Genome-wide association studies (GWAS) have emerged as popular tools for identifying genetic variants that are associated with complex diseases. Standard analysis of a GWAS involves assessing the association between each variant and a disease. However, this approach suffers from limited reproducibility and difficulties in detecting multi-variant and pleiotropic effects. Although joint analysis of multiple phenotypes for GWAS can identify and interpret pleiotropic loci which are essential to understand pleiotropy in diseases and complex traits, most of the multiple phenotype association tests are designed for a single variant, resulting in much lower power, especially when their effect sizes are small and only their cumulative effect is associated with multiple phenotypes. To overcome these limitations, set-based multiple phenotype association tests have been developed to enhance statistical power and facilitate the identification and interpretation of pleiotropic regions. In this research, we propose a new method, named Meta-TOW-S, which conducts joint association tests between multiple phenotypes and a set of variants (such as variants in a gene) utilizing GWAS summary statistics from different cohorts. Our approach applies the set-based method that Tests for the effect of an Optimal Weighted combination of variants in a gene (TOW) and accounts for sample size differences across GWAS cohorts by employing the Cauchy combination method. Meta-TOW-S combines the advantages of set-based tests and multi-phenotype association tests, exhibiting computational efficiency and enabling analysis across multiple phenotypes while accommodating overlapping samples from different GWAS cohorts. To assess the performance of Meta-TOW-S, we develop a phenotype simulator package that encompasses a comprehensive simulation scheme capable of modeling multiple phenotypes and multiple variants, including noise structures and diverse correlation patterns among phenotypes. Simulation studies validate that Meta-TOW-S maintains a desirable Type I error rate. Further simulation under different scenarios shows that Meta-TOW-S can improve power compared with other existing meta-analysis methods. When applied to four psychiatric disorders summary data, Meta-TOW-S detects a greater number of significant genes.
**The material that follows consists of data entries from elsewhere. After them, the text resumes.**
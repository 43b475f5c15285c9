// This module implements IrAdaptor over a real LLVM module. Handles are the raw LLVMValueRef and
// LLVMBasicBlockRef pointers of the C API, which are stable for the lifetime of the module and
// satisfy the Copy + Eq + Hash bounds of the trait. The adaptor borrows an inkwell Module
// mutably for its whole lifetime, owns one IRBuilder that is disposed on drop, and answers size
// and offset queries from the module's own data layout. Instructions are decoded by opcode into
// the closed Instruction enumeration; anything the symbolizer does not know becomes Other with
// the opcode name. The run-before-main table is rebuilt on every registration, the same way
// LLVM's appendToGlobalCtors does it: existing entries are kept and the old table is replaced
// by a new appending global with one more element.

//! LLVM IR adaptor.

use std::ffi::{CStr, CString};
use std::marker::PhantomData;

use inkwell::module::Module;
use llvm_sys::core::*;
use llvm_sys::prelude::*;
use llvm_sys::target::{LLVMABISizeOfType, LLVMGetModuleDataLayout, LLVMOffsetOfElement, LLVMPointerSize, LLVMTargetDataRef};
use llvm_sys::{LLVMIntPredicate, LLVMLinkage, LLVMOpcode, LLVMTypeKind};

use crate::core::{
    BinaryOp, Callee, CastOp, Gep, Instruction, IntPredicate, IrAdaptor, IrType, Linkage, Operand, Signature,
    SymbolizeError, SymbolizeResult,
};

const GLOBAL_CTORS: &CStr = c"llvm.global_ctors";

/// Adaptor that implements IrAdaptor for an LLVM module.
pub struct LlvmAdaptor<'m> {
    module: LLVMModuleRef,
    context: LLVMContextRef,
    builder: LLVMBuilderRef,
    target_data: LLVMTargetDataRef,
    cur_func: LLVMValueRef,
    _module: PhantomData<&'m mut ()>,
}

impl<'m> LlvmAdaptor<'m> {
    pub fn new<'ctx>(module: &'m mut Module<'ctx>) -> Self {
        let raw = module.as_mut_ptr();
        unsafe {
            let context = LLVMGetModuleContext(raw);
            Self {
                module: raw,
                context,
                builder: LLVMCreateBuilderInContext(context),
                target_data: LLVMGetModuleDataLayout(raw),
                cur_func: std::ptr::null_mut(),
                _module: PhantomData,
            }
        }
    }

    /// Convert an LLVM type. Kinds the symbolizer has no model for map to void.
    fn lift_type(&self, ty: LLVMTypeRef) -> IrType {
        unsafe {
            match LLVMGetTypeKind(ty) {
                LLVMTypeKind::LLVMIntegerTypeKind => IrType::Int(LLVMGetIntTypeWidth(ty)),
                LLVMTypeKind::LLVMHalfTypeKind => IrType::Half,
                LLVMTypeKind::LLVMBFloatTypeKind => IrType::BFloat,
                LLVMTypeKind::LLVMFloatTypeKind => IrType::Float,
                LLVMTypeKind::LLVMDoubleTypeKind => IrType::Double,
                LLVMTypeKind::LLVMX86_FP80TypeKind => IrType::X86Fp80,
                LLVMTypeKind::LLVMFP128TypeKind => IrType::Fp128,
                LLVMTypeKind::LLVMPPC_FP128TypeKind => IrType::PpcFp128,
                LLVMTypeKind::LLVMPointerTypeKind => IrType::Ptr,
                LLVMTypeKind::LLVMArrayTypeKind => {
                    IrType::Array(Box::new(self.lift_type(LLVMGetElementType(ty))), LLVMGetArrayLength2(ty))
                }
                LLVMTypeKind::LLVMVectorTypeKind => {
                    IrType::Vector(Box::new(self.lift_type(LLVMGetElementType(ty))), LLVMGetVectorSize(ty))
                }
                LLVMTypeKind::LLVMStructTypeKind => {
                    let count = LLVMCountStructElementTypes(ty);
                    let fields = (0..count).map(|i| self.lift_type(LLVMStructGetTypeAtIndex(ty, i))).collect();
                    if LLVMIsPackedStruct(ty) != 0 {
                        IrType::PackedStruct(fields)
                    } else {
                        IrType::Struct(fields)
                    }
                }
                _ => IrType::Void,
            }
        }
    }

    fn lower_type(&self, ty: &IrType) -> LLVMTypeRef {
        unsafe {
            match ty {
                IrType::Void => LLVMVoidTypeInContext(self.context),
                IrType::Int(bits) => LLVMIntTypeInContext(self.context, *bits),
                IrType::Half => LLVMHalfTypeInContext(self.context),
                IrType::BFloat => LLVMBFloatTypeInContext(self.context),
                IrType::Float => LLVMFloatTypeInContext(self.context),
                IrType::Double => LLVMDoubleTypeInContext(self.context),
                IrType::X86Fp80 => LLVMX86FP80TypeInContext(self.context),
                IrType::Fp128 => LLVMFP128TypeInContext(self.context),
                IrType::PpcFp128 => LLVMPPCFP128TypeInContext(self.context),
                IrType::Ptr => LLVMPointerTypeInContext(self.context, 0),
                IrType::Array(element, len) => LLVMArrayType2(self.lower_type(element), *len),
                IrType::Vector(element, len) => LLVMVectorType(self.lower_type(element), *len),
                IrType::Struct(fields) => self.lower_struct(fields, false),
                IrType::PackedStruct(fields) => self.lower_struct(fields, true),
            }
        }
    }

    fn lower_struct(&self, fields: &[IrType], packed: bool) -> LLVMTypeRef {
        let mut fields: Vec<_> = fields.iter().map(|f| self.lower_type(f)).collect();
        unsafe { LLVMStructTypeInContext(self.context, fields.as_mut_ptr(), fields.len() as u32, i32::from(packed)) }
    }

    fn operands(&self, inst: LLVMValueRef, range: std::ops::Range<u32>) -> Vec<LLVMValueRef> {
        range.map(|i| unsafe { LLVMGetOperand(inst, i) }).collect()
    }

    fn decode_gep(&self, gep: LLVMValueRef) -> Gep<LLVMValueRef> {
        unsafe {
            let count = LLVMGetNumOperands(gep) as u32;
            Gep {
                source: self.lift_type(LLVMGetGEPSourceElementType(gep)),
                base: LLVMGetOperand(gep, 0),
                indices: self.operands(gep, 1..count),
            }
        }
    }
}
全基因组关联研究(GWAS)已成为识别与复杂疾病相关的基因变异的常用工具。GWAS的标准分析包括评估每个变异与一种疾病之间的关联。然而,这种方法存在可重复性有限以及检测多变异和多效性效应困难的问题。尽管对GWAS的多个表型进行联合分析可以识别和解释对理解疾病和复杂性状中的多效性至关重要的多效性位点,但大多数多表型关联测试是针对单个变异设计的,导致功效低得多,特别是当它们的效应大小较小时,并且只有它们的累积效应与多个表型相关。为了克服这些限制,已经开发了基于集合的多表型关联测试,以提高统计功效并促进多效性区域的识别和解释。在本研究中,我们提出了一种名为Meta-TOW-S的新方法,该方法利用来自不同队列的GWAS汇总统计数据,对多个表型和一组变异(例如基因中的变异)进行联合关联测试。我们的方法应用基于集合的方法,即测试基因中变异的最佳加权组合的效应(TOW),并通过采用柯西组合方法来考虑GWAS队列之间的样本量差异。Meta-TOW-S结合了基于集合的测试和多表型关联测试的优点,具有计算效率,能够跨多个表型进行分析,同时适应来自不同GWAS队列的重叠样本。为了评估Meta-TOW-S的性能,我们开发了一个表型模拟器包,该包包含一个全面的模拟方案,能够对多个表型和多个变异进行建模,包括噪声结构和表型之间的各种相关模式。模拟研究验证了Meta-TOW-S保持了理想的I型错误率。在不同场景下的进一步模拟表明,与其他现有的荟萃分析方法相比,Meta-TOW-S可以提高功效。当应用于四种精神疾病的汇总数据时,Meta-TOW-S检测到更多的显著基因。